=== Data provided ===
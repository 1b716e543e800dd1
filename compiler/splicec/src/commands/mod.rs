//! Command handlers for the Splice CLI.
//!
//! Each submodule implements one subcommand. Shared pieces (`CliError`,
//! `read_file` and flag parsing) live in the module root.

use splice_search::SearchError;
use thiserror::Error;

mod check;
mod debug;
mod search;

pub use check::check_program;
pub use debug::{lex_file, parse_file, signature_file};
pub use search::search_candidates;

#[derive(Debug, Error)]
pub enum CliError {
    #[error("cannot read '{path}': {source}")]
    Io {
        path: String,
        #[source]
        source: std::io::Error,
    },

    #[error("invalid candidate file '{path}': {source}")]
    Json {
        path: String,
        #[source]
        source: serde_json::Error,
    },

    #[error("invalid indentation entry `{0}`")]
    BadIndent(String),

    #[error("invalid value `{value}` for {flag}")]
    BadFlag { flag: &'static str, value: String },

    #[error("unexpected argument `{0}`")]
    UnexpectedArgument(String),

    #[error("missing input file")]
    MissingPath,

    #[error("'{path}' does not satisfy the {option} constraints")]
    GoldRejected { path: String, option: String },

    #[error(transparent)]
    Search(#[from] SearchError),
}

pub(crate) fn read_file(path: &str) -> Result<String, CliError> {
    std::fs::read_to_string(path).map_err(|source| CliError::Io {
        path: path.to_string(),
        source,
    })
}

fn parse_count(flag: &'static str, value: &str) -> Result<usize, CliError> {
    value.parse().map_err(|_| CliError::BadFlag {
        flag,
        value: value.to_string(),
    })
}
===
Once you reach the line that holds "pub(crate) fn read_file(path: &str)", print it and every line after it through the end of the records, word for word.

pub(crate) fn read_file(path: &str) -> Result<String, CliError> {
    std::fs::read_to_string(path).map_err(|source| CliError::Io {
        path: path.to_string(),
        source,
    })
}

fn parse_count(flag: &'static str, value: &str) -> Result<usize, CliError> {
    value.parse().map_err(|_| CliError::BadFlag {
        flag,
        value: value.to_string(),
    })
}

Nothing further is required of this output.